> _Aim of the exercise_: Check the entries below and say how many lines include the word "Result". No other text is wanted.

> _Record set_:
//! Recursive-descent parser producing the expression AST.
//!
//! Precedence, tightest first:
//! 1. unary `-` / `+`
//! 2. `^` (right-associative)
//! 3. `*`, `/` (left-associative)
//! 4. `+`, `-` (left-associative)

use super::lexer::{tokenize, Token, TokenKind};
use crate::types::ParseError;

/// Maximum parenthesis / unary nesting accepted by the parser.
const MAX_NESTING: usize = 256;

/// Maximum token count accepted by the parser.
///
/// Every AST node comes from one token, so this also bounds the node count
/// and the tree height seen by the recursive folding, emitting and dropping
/// passes.
pub(crate) const MAX_TOKENS: usize = 2048;

/// Binary operators.
#[derive(Debug, Clone, Copy, PartialEq, Eq)]
pub(crate) enum BinOp {
    Add,
    Sub,
    Mul,
    Div,
    Pow,
}

/// Built-in single-argument functions.
#[derive(Debug, Clone, Copy, PartialEq, Eq)]
pub(crate) enum Func {
    Sin,
    Cos,
    Tan,
    Exp,
    Log,
    Sqrt,
    Abs,
}

impl Func {
    fn from_name(name: &str) -> Option<Self> {
        match name {
            "sin" => Some(Func::Sin),
            "cos" => Some(Func::Cos),
            "tan" => Some(Func::Tan),
            "exp" => Some(Func::Exp),
            "log" | "ln" => Some(Func::Log),
            "sqrt" => Some(Func::Sqrt),
            "abs" => Some(Func::Abs),
            _ => None,
        }
    }
}

/// Abstract syntax tree over the single free variable `x`.
#[derive(Debug, Clone, PartialEq)]
pub(crate) enum Node {
    Number(f64),
    Var,
    Neg(Box<Node>),
    Binary(BinOp, Box<Node>, Box<Node>),
    Call(Func, Box<Node>),
}

/// Parse formula text into an AST.
pub(crate) fn parse(input: &str) -> Result<Node, ParseError> {
    let tokens = tokenize(input)?;
    if tokens.is_empty() {
        return Err(ParseError::new("empty expression"));
    }
    if let Some(token) = tokens.get(MAX_TOKENS) {
        return Err(ParseError::at(
            token.pos,
            format!("expression too long (more than {} tokens)", MAX_TOKENS),
        ));
    }

    let mut parser = Parser {
        tokens,
        pos: 0,
        depth: 0,
        end: input.len(),
    };
    let node = parser.parse_expression()?;

    match parser.peek() {
        None => Ok(node),
        Some(token) => Err(ParseError::at(
            token.pos,
            format!("unexpected {}", describe(&token.kind)),
        )),
    }
}

fn describe(kind: &TokenKind) -> String {
    match kind {
        TokenKind::Number(n) => format!("number {}", n),
        TokenKind::Ident(name) => format!("identifier '{}'", name),
        TokenKind::Plus => "'+'".to_string(),
        TokenKind::Minus => "'-'".to_string(),
        TokenKind::Star => "'*'".to_string(),
        TokenKind::Slash => "'/'".to_string(),
        TokenKind::Caret => "'^'".to_string(),
        TokenKind::LParen => "'('".to_string(),
        TokenKind::RParen => "')'".to_string(),
    }
}

struct Parser {
    tokens: Vec<Token>,
    pos: usize,
    depth: usize,
    /// Byte length of the input, used as the position of "end of input" errors
    end: usize,
}

impl Parser {
    fn peek(&self) -> Option<&Token> {
        self.tokens.get(self.pos)
    }

    fn peek_kind(&self) -> Option<&TokenKind> {
        self.peek().map(|t| &t.kind)
    }

    fn advance(&mut self) -> Option<Token> {
        let token = self.tokens.get(self.pos).cloned();
        if token.is_some() {
            self.pos += 1;
        }
        token
    }

    fn enter(&mut self, pos: usize) -> Result<(), ParseError> {
        self.depth += 1;
        if self.depth > MAX_NESTING {
            return Err(ParseError::at(pos, "expression nested too deeply"));
        }
        Ok(())
    }

    fn leave(&mut self) {
        self.depth -= 1;
    }

    fn expect_rparen(&mut self, open_pos: usize) -> Result<(), ParseError> {
        match self.advance() {
            Some(Token {
                kind: TokenKind::RParen,
                ..
            }) => Ok(()),
            Some(token) => Err(ParseError::at(
                token.pos,
                format!("expected ')' but found {}", describe(&token.kind)),
            )),
            None => Err(ParseError::at(
                open_pos,
                "unclosed '(' at end of input",
            )),
        }
    }

    fn parse_expression(&mut self) -> Result<Node, ParseError> {
        let mut left = self.parse_term()?;

        loop {
            let op = match self.peek_kind() {
                Some(TokenKind::Plus) => BinOp::Add,
                Some(TokenKind::Minus) => BinOp::Sub,
                _ => break,
            };
            self.advance();
            let right = self.parse_term()?;
            left = Node::Binary(op, Box::new(left), Box::new(right));
        }
        Ok(left)
    }

    fn parse_term(&mut self) -> Result<Node, ParseError> {
        let mut left = self.parse_power()?;

        loop {
            let op = match self.peek_kind() {
                Some(TokenKind::Star) => BinOp::Mul,
                Some(TokenKind::Slash) => BinOp::Div,
                _ => break,
            };
            self.advance();
            let right = self.parse_power()?;
            left = Node::Binary(op, Box::new(left), Box::new(right));
        }
        Ok(left)
    }

    fn parse_power(&mut self) -> Result<Node, ParseError> {
        let base = self.parse_unary()?;

        if let Some(TokenKind::Caret) = self.peek_kind() {
            let pos = self.advance().map(|t| t.pos).unwrap_or(self.end);
            self.enter(pos)?;
            let exponent = self.parse_power();
            self.leave();
            return Ok(Node::Binary(BinOp::Pow, Box::new(base), Box::new(exponent?)));
        }
        Ok(base)
    }

    fn parse_unary(&mut self) -> Result<Node, ParseError> {
        match self.peek_kind() {
            Some(TokenKind::Minus) | Some(TokenKind::Plus) => {
                let token = self.advance().ok_or_else(|| ParseError::at(self.end, "unexpected end of input"))?;
                self.enter(token.pos)?;
                let operand = self.parse_unary();
                self.leave();
                let operand = operand?;
                if token.kind == TokenKind::Minus {
                    Ok(Node::Neg(Box::new(operand)))
                } else {
                    Ok(operand)
                }
            }
            _ => self.parse_primary(),
        }
    }

    fn parse_primary(&mut self) -> Result<Node, ParseError> {
        let token = self
            .advance()
            .ok_or_else(|| ParseError::at(self.end, "unexpected end of input"))?;

        match token.kind {
            TokenKind::Number(n) => Ok(Node::Number(n)),
            TokenKind::Ident(name) => self.parse_identifier(name, token.pos),
            TokenKind::LParen => {
                self.enter(token.pos)?;
                let inner = self.parse_expression();
                self.leave();
                let inner = inner?;
                self.expect_rparen(token.pos)?;
                Ok(inner)
            }
            other => Err(ParseError::at(
                token.pos,
                format!("unexpected {}", describe(&other)),
            )),
        }
    }

    fn parse_identifier(&mut self, name: String, pos: usize) -> Result<Node, ParseError> {
        if let Some(func) = Func::from_name(&name) {
            let open = match self.advance() {
                Some(Token {
                    kind: TokenKind::LParen,
                    pos,
                }) => pos,
                _ => {
                    return Err(ParseError::at(
                        pos,
                        format!("function '{}' requires a parenthesised argument", name),
                    ))
                }
            };
            self.enter(open)?;
            let arg = self.parse_expression();
            self.leave();
            let arg = arg?;
            self.expect_rparen(open)?;
            return Ok(Node::Call(func, Box::new(arg)));
        }

        match name.as_str() {
            "x" => Ok(Node::Var),
            "pi" => Ok(Node::Number(std::f64::consts::PI)),
            "e" => Ok(Node::Number(std::f64::consts::E)),
            _ => Err(ParseError::at(pos, format!("unknown identifier '{}'", name))),
        }
    }
}

#[cfg(test)]
mod tests {
    use super::*;

    fn num(n: f64) -> Box<Node> {
        Box::new(Node::Number(n))
    }

    fn var() -> Box<Node> {
        Box::new(Node::Var)
    }

    #[test]
    fn test_precedence_mul_over_add() {
        let ast = parse("1 + 2 * x").unwrap();
        assert_eq!(
            ast,
            Node::Binary(
                BinOp::Add,
                num(1.0),
                Box::new(Node::Binary(BinOp::Mul, num(2.0), var()))
            )
        );
    }

    #[test]
    fn test_power_is_right_associative() {
        let ast = parse("2^3^2").unwrap();
        assert_eq!(
            ast,
            Node::Binary(
                BinOp::Pow,
                num(2.0),
                Box::new(Node::Binary(BinOp::Pow, num(3.0), num(2.0)))
            )
        );
    }

    #[test]
    fn test_unary_minus_binds_tighter_than_power() {
        let ast = parse("-x^2").unwrap();
        assert_eq!(
            ast,
            Node::Binary(BinOp::Pow, Box::new(Node::Neg(var())), num(2.0))
        );
    }

    #[test]
    fn test_negative_exponent() {
        let ast = parse("x^-1").unwrap();
        assert_eq!(
            ast,
            Node::Binary(BinOp::Pow, var(), Box::new(Node::Neg(num(1.0))))
        );
    }

    #[test]
    fn test_subtraction_is_left_associative() {
        let ast = parse("x - 1 - 2").unwrap();
        assert_eq!(
            ast,
            Node::Binary(
                BinOp::Sub,
                Box::new(Node::Binary(BinOp::Sub, var(), num(1.0))),
                num(2.0)
            )
        );
    }

    #[test]
    fn test_function_call_and_constants() {
        let ast = parse("sin(pi*x)").unwrap();
        assert_eq!(
            ast,
            Node::Call(
                Func::Sin,
                Box::new(Node::Binary(
                    BinOp::Mul,
                    num(std::f64::consts::PI),
                    var()
                ))
            )
        );
        assert_eq!(parse("ln(x)").unwrap(), parse("log(x)").unwrap());
    }

    #[test]
    fn test_implicit_multiplication_rejected() {
        let err = parse("3x+*").unwrap_err();
        assert_eq!(err.position, Some(1));
    }

    #[test]
    fn test_unknown_identifier() {
        let err = parse("y + 1").unwrap_err();
        assert!(err.message.contains("unknown identifier 'y'"));
        assert_eq!(err.position, Some(0));
    }

    #[test]
    fn test_mismatched_parentheses() {
        assert!(parse("(x + 1").is_err());
        assert!(parse("x + 1)").is_err());
        assert!(parse("sin(x").is_err());
    }

    #[test]
    fn test_function_without_arguments() {
        let err = parse("sin + 1").unwrap_err();
        assert!(err.message.contains("sin"));
    }

    #[test]
    fn test_empty_and_dangling() {
        assert_eq!(parse("").unwrap_err().message, "empty expression");
        assert_eq!(parse("   ").unwrap_err().message, "empty expression");
        assert!(parse("x +").is_err());
        assert!(parse("*x").is_err());
    }

    #[test]
    fn test_token_limit() {
        let at_limit = format!("{}x", "x+".repeat((MAX_TOKENS - 1) / 2));
        assert!(parse(&at_limit).is_ok());

        let over = format!("{}x", "x+".repeat(MAX_TOKENS / 2));
        let err = parse(&over).unwrap_err();
        assert!(err.message.contains("expression too long"));
        assert_eq!(err.position, Some(MAX_TOKENS));
    }

    #[test]
    fn test_deep_nesting_rejected_without_overflow() {
        let text = format!("{}x{}", "(".repeat(1000), ")".repeat(1000));
        let err = parse(&text).unwrap_err();
        assert!(err.message.contains("nested too deeply"));
    }
}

> _Answer box_: 9